ACTIVITY » Look through the data below for the line with "for handle in", and transcribe it exactly together with each line after it up to and including the line with "pub struct BlockChain". Give nothing else.

Records contained in a dataset
────

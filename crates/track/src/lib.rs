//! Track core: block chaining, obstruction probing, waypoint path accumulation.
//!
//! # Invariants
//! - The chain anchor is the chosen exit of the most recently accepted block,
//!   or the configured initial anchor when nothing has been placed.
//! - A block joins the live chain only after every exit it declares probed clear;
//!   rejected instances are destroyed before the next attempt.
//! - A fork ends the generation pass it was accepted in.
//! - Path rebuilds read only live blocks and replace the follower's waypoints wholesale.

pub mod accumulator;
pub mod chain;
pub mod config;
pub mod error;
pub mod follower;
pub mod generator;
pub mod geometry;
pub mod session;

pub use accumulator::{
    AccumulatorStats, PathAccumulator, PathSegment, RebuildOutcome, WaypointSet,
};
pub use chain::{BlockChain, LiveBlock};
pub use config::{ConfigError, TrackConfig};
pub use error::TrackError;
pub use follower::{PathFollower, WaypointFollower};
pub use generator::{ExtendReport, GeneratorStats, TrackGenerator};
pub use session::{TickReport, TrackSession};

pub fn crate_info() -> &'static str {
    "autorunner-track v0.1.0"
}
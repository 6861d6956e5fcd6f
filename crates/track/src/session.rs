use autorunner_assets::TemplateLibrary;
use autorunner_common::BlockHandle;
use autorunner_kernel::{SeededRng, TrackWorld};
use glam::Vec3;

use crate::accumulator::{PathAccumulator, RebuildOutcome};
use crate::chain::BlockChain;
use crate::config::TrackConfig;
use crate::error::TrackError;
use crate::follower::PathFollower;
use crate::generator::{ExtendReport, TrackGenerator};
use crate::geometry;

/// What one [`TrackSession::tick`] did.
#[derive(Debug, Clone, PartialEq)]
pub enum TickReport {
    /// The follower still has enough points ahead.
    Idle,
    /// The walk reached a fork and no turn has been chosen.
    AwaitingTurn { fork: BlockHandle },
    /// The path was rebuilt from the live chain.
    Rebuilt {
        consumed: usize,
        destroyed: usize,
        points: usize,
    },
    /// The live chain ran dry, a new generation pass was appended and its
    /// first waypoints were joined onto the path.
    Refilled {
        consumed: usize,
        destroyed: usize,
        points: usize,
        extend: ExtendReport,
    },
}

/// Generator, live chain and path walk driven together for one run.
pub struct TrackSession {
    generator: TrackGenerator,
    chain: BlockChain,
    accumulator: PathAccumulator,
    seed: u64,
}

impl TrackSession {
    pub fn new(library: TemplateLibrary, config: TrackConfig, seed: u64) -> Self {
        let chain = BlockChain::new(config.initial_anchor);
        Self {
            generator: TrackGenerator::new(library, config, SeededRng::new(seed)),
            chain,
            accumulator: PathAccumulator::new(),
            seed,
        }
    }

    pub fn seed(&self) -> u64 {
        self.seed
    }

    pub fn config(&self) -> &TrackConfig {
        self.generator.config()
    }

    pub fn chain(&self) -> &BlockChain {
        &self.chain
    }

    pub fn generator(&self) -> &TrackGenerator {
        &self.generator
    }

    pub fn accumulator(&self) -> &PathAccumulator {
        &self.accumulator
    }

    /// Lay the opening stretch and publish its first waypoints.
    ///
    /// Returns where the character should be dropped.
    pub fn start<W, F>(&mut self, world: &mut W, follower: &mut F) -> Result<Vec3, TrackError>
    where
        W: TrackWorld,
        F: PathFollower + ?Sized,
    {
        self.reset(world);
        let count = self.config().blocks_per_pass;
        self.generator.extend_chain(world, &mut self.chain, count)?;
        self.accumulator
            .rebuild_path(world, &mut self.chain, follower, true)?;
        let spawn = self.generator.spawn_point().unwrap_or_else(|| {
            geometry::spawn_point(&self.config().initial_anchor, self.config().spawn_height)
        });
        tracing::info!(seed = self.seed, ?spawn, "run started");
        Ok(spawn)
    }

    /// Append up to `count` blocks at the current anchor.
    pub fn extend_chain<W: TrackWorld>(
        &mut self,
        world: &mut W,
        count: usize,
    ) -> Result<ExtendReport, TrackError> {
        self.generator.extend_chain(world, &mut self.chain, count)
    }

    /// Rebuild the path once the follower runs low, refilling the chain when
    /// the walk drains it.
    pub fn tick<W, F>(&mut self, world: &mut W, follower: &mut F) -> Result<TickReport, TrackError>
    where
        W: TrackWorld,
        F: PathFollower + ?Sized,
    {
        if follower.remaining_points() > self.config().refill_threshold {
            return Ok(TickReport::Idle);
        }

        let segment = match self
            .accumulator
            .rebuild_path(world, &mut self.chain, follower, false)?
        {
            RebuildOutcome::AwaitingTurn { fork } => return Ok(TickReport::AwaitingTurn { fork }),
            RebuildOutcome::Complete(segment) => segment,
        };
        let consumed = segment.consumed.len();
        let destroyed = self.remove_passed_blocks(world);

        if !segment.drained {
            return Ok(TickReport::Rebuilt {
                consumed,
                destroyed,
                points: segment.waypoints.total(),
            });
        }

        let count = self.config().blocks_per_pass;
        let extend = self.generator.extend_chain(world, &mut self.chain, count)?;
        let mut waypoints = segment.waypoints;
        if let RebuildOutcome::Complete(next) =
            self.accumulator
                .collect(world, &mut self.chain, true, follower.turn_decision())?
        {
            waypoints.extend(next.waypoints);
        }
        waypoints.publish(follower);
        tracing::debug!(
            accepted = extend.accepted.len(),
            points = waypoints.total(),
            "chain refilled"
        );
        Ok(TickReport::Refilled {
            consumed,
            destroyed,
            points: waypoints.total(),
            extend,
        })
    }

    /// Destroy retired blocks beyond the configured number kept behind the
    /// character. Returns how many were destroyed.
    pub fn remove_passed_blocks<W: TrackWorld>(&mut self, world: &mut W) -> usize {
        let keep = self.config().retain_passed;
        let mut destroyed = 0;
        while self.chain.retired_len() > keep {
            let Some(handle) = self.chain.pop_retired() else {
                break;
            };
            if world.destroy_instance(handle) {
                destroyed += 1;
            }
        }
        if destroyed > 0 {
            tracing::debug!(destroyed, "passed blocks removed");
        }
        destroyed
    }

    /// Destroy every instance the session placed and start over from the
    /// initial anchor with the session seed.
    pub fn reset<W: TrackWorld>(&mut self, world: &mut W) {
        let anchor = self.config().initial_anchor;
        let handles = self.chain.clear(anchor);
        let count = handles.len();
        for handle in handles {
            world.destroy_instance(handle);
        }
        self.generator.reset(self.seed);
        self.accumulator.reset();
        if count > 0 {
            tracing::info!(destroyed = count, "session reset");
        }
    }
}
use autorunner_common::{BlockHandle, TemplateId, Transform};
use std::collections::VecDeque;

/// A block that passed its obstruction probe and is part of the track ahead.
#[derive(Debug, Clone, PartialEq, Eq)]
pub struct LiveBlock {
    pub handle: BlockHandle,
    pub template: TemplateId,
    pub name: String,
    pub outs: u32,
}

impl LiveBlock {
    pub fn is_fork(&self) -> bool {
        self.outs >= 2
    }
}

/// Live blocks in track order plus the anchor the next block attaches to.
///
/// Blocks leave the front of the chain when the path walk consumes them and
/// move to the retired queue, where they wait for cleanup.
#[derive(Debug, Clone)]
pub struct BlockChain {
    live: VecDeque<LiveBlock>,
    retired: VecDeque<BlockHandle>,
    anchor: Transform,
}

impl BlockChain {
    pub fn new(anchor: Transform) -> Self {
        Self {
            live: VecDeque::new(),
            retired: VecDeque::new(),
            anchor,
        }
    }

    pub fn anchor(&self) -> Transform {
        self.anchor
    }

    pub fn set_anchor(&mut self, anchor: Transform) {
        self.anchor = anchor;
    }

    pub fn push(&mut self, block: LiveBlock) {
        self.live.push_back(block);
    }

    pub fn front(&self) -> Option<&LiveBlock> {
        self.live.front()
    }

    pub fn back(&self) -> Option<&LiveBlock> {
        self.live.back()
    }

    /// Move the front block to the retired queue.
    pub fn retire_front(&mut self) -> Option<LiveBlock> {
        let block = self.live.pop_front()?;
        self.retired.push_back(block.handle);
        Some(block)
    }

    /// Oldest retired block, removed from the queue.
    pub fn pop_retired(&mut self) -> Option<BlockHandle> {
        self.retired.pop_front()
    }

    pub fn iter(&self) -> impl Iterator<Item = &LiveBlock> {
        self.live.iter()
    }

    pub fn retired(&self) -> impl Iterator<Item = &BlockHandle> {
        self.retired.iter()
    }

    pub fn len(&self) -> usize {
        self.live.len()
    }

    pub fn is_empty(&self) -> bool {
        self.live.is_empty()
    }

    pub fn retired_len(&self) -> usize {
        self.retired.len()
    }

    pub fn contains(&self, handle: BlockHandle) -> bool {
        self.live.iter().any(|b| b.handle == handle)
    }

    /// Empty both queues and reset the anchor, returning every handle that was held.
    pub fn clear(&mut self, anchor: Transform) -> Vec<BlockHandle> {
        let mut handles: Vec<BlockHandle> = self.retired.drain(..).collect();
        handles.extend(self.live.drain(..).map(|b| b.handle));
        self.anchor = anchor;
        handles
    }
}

────

EXERCISE RESPONSE »
        for handle in handles {
            world.destroy_instance(handle);
        }
        self.generator.reset(self.seed);
        self.accumulator.reset();
        if count > 0 {
            tracing::info!(destroyed = count, "session reset");
        }
    }
}
use autorunner_common::{BlockHandle, TemplateId, Transform};
use std::collections::VecDeque;

/// A block that passed its obstruction probe and is part of the track ahead.
#[derive(Debug, Clone, PartialEq, Eq)]
pub struct LiveBlock {
    pub handle: BlockHandle,
    pub template: TemplateId,
    pub name: String,
    pub outs: u32,
}

impl LiveBlock {
    pub fn is_fork(&self) -> bool {
        self.outs >= 2
    }
}

/// Live blocks in track order plus the anchor the next block attaches to.
///
/// Blocks leave the front of the chain when the path walk consumes them and
/// move to the retired queue, where they wait for cleanup.
#[derive(Debug, Clone)]
pub struct BlockChain {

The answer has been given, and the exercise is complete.